▶ _Exercise requirements_
The lines needed are those below that contain the word "Request"; copy each one.

▶ _Material provided_
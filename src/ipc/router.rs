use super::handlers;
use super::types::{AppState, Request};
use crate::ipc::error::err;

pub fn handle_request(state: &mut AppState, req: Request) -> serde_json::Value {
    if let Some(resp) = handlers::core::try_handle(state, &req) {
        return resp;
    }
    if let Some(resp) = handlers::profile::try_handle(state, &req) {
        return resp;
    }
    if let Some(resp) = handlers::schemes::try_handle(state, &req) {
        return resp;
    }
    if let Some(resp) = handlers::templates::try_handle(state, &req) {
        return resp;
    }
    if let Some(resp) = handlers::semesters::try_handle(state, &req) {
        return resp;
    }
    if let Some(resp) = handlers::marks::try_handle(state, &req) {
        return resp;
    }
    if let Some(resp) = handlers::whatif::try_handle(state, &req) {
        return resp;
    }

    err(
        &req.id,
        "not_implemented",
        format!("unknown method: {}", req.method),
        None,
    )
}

▶ _Result for this exercise_
use super::types::{AppState, Request};
pub fn handle_request(state: &mut AppState, req: Request) -> serde_json::Value {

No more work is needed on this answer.